**WHAT YOU WILL DO:** Please quote exactly the lines below from the line containing "assert!(combined.labels_file().is_none());" to the line containing "Config::default().save_toml(&path).unwrap();", both lines included, and nothing else.

**MATERIAL SUPPLIED:**
-*-*-
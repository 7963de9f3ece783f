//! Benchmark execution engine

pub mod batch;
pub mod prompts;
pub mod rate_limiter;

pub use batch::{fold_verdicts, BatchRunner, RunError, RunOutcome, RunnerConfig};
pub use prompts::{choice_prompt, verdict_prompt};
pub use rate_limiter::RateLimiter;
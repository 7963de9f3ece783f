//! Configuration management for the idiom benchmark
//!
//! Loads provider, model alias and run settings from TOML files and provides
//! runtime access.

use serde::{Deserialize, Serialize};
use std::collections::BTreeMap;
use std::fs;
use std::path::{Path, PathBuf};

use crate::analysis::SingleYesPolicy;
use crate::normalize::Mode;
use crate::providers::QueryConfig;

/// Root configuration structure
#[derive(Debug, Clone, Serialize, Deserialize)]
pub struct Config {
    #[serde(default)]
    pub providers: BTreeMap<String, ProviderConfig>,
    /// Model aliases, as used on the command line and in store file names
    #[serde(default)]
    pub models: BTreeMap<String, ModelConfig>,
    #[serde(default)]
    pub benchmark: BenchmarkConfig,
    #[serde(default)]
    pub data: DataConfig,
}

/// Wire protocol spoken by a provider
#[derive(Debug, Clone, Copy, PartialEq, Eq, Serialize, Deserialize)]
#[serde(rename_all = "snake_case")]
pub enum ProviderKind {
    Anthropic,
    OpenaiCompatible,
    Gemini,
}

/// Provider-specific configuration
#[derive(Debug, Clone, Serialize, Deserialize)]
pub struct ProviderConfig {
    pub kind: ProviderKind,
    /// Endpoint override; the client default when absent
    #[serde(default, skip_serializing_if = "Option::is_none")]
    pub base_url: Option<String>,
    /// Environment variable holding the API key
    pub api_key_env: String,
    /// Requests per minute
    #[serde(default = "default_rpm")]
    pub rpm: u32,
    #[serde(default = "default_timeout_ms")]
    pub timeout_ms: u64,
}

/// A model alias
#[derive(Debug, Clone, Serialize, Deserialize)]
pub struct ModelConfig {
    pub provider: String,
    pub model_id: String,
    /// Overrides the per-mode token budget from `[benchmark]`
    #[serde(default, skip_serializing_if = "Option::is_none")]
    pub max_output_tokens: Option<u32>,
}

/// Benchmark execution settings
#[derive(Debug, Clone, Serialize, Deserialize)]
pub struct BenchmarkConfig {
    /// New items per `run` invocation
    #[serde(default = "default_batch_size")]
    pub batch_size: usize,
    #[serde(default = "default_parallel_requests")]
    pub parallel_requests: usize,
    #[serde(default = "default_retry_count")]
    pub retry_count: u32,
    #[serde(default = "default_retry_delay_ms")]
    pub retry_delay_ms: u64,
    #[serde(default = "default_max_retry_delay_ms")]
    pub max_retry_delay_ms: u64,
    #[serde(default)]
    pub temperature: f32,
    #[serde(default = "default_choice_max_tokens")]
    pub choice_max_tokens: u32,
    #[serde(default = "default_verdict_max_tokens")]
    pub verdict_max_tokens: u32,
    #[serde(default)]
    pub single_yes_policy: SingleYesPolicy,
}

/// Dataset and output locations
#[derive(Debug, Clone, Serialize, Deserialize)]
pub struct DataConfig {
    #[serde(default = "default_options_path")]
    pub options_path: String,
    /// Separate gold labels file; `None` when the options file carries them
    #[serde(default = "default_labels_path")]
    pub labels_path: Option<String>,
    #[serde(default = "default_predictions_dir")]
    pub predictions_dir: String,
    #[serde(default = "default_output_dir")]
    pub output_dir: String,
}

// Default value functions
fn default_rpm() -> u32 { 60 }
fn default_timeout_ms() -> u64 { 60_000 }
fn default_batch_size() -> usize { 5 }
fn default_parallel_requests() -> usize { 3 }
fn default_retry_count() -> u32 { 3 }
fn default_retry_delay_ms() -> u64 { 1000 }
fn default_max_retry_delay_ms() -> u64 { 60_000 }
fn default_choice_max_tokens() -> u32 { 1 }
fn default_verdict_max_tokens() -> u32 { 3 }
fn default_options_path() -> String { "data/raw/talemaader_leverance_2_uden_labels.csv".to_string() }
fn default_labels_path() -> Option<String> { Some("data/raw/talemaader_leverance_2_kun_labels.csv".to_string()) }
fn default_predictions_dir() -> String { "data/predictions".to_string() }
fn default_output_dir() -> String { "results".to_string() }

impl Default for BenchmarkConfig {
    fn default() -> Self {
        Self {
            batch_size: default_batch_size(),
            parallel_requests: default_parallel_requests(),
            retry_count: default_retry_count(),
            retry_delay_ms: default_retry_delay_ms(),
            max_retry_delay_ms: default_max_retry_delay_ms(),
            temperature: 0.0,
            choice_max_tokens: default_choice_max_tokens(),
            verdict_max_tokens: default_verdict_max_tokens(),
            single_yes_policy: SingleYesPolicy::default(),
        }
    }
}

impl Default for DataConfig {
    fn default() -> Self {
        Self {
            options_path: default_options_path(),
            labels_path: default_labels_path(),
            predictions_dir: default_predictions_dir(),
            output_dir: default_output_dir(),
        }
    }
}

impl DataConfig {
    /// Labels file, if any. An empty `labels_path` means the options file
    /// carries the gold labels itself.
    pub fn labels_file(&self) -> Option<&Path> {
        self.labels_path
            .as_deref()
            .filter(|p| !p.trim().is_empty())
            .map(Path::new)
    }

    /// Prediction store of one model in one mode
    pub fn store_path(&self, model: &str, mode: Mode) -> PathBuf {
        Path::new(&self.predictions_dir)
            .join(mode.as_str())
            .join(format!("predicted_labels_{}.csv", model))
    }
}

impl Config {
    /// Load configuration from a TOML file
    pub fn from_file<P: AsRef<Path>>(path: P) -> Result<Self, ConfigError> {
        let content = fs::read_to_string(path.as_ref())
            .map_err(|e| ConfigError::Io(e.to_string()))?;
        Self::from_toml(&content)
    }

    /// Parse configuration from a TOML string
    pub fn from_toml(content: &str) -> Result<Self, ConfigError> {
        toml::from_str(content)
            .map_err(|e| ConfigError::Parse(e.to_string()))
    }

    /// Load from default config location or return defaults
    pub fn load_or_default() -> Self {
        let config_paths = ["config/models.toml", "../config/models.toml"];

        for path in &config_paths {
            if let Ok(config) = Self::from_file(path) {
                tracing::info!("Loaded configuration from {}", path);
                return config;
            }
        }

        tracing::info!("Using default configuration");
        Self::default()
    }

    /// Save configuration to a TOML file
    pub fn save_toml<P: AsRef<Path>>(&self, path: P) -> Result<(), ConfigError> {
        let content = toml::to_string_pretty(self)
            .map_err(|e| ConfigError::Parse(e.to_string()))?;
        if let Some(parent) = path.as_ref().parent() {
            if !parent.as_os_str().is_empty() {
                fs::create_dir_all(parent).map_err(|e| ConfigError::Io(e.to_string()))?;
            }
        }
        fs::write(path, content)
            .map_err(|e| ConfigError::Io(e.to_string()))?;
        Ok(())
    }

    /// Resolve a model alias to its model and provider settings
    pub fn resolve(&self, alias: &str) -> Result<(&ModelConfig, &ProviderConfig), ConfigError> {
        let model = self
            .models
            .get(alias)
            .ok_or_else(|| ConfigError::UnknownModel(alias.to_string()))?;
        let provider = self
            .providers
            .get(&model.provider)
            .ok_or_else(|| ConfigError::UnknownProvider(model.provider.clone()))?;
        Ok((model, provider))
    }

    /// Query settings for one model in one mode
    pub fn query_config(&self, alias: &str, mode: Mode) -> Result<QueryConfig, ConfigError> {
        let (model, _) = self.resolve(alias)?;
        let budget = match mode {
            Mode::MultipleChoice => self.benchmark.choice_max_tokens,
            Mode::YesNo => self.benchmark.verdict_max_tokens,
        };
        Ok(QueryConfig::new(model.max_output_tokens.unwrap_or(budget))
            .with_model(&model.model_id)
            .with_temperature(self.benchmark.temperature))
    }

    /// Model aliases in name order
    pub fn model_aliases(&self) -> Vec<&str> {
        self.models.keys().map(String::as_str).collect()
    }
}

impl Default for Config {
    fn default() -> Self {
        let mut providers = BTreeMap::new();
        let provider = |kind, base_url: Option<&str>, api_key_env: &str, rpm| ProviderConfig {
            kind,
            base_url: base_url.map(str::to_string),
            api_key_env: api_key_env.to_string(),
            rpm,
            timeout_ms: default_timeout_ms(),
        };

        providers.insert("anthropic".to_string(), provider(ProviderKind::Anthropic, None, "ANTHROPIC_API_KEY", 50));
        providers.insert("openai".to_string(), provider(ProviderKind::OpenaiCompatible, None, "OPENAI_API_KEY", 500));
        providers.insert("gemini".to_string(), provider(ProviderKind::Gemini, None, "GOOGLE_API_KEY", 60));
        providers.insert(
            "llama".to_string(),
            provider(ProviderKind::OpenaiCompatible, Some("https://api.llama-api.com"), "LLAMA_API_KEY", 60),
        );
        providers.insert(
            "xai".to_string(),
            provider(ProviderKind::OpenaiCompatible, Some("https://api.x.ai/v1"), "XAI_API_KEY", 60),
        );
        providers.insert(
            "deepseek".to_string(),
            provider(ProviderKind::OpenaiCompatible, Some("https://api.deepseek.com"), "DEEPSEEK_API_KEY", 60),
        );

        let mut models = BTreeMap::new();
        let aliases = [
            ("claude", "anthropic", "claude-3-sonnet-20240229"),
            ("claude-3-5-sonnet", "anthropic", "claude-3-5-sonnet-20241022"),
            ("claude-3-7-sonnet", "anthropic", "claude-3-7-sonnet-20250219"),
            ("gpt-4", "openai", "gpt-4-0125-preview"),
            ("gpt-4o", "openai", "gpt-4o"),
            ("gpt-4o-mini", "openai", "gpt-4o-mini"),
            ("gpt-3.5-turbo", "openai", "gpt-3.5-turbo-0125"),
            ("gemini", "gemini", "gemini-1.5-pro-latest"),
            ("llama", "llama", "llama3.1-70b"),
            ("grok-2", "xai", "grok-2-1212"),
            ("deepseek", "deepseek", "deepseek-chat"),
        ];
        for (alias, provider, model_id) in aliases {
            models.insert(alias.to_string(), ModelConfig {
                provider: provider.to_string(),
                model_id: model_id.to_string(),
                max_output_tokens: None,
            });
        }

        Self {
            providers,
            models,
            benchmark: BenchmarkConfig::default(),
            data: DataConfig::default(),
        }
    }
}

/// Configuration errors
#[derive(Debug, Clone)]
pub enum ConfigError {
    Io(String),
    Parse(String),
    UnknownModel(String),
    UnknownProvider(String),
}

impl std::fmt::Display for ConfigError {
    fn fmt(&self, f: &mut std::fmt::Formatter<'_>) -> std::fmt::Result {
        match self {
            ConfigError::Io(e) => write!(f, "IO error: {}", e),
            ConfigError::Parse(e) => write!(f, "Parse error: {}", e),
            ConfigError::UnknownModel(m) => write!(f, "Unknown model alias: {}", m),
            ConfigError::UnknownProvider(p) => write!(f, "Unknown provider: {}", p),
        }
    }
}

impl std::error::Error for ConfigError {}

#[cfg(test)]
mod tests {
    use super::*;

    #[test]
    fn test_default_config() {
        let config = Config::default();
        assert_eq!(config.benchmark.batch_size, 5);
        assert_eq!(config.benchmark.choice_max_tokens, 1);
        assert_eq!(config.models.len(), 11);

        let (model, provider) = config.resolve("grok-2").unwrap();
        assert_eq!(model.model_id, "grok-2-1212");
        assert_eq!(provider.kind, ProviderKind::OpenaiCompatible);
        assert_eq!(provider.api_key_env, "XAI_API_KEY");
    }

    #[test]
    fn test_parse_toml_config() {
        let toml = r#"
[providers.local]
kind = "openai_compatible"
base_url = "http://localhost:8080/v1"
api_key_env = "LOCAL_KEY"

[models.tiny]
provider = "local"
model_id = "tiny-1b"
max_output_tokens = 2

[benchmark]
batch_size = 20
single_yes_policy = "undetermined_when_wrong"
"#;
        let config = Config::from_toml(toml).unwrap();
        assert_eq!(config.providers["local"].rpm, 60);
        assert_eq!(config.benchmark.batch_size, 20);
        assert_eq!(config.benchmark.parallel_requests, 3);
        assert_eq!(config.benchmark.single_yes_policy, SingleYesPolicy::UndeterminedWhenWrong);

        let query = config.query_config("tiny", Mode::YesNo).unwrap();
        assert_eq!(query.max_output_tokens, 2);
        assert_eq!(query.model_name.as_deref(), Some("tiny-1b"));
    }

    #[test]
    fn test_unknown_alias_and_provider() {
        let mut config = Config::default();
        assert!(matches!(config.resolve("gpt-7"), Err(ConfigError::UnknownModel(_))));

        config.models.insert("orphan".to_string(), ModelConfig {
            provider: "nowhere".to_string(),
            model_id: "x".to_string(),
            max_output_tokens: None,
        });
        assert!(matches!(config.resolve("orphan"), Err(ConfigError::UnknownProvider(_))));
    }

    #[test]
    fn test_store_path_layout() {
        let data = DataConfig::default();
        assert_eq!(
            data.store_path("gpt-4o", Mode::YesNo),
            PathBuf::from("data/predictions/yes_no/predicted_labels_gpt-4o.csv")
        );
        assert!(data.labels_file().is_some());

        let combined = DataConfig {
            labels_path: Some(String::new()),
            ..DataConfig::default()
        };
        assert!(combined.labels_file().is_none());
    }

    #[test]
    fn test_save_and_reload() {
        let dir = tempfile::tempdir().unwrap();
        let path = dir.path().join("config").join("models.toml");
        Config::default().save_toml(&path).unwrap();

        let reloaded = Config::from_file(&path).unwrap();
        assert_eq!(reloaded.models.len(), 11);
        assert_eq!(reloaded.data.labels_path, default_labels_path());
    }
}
-*-*-
**EXPECTED ANSWER:**
        assert!(combined.labels_file().is_none());
    }

    #[test]
    fn test_save_and_reload() {
        let dir = tempfile::tempdir().unwrap();
        let path = dir.path().join("config").join("models.toml");
        Config::default().save_toml(&path).unwrap();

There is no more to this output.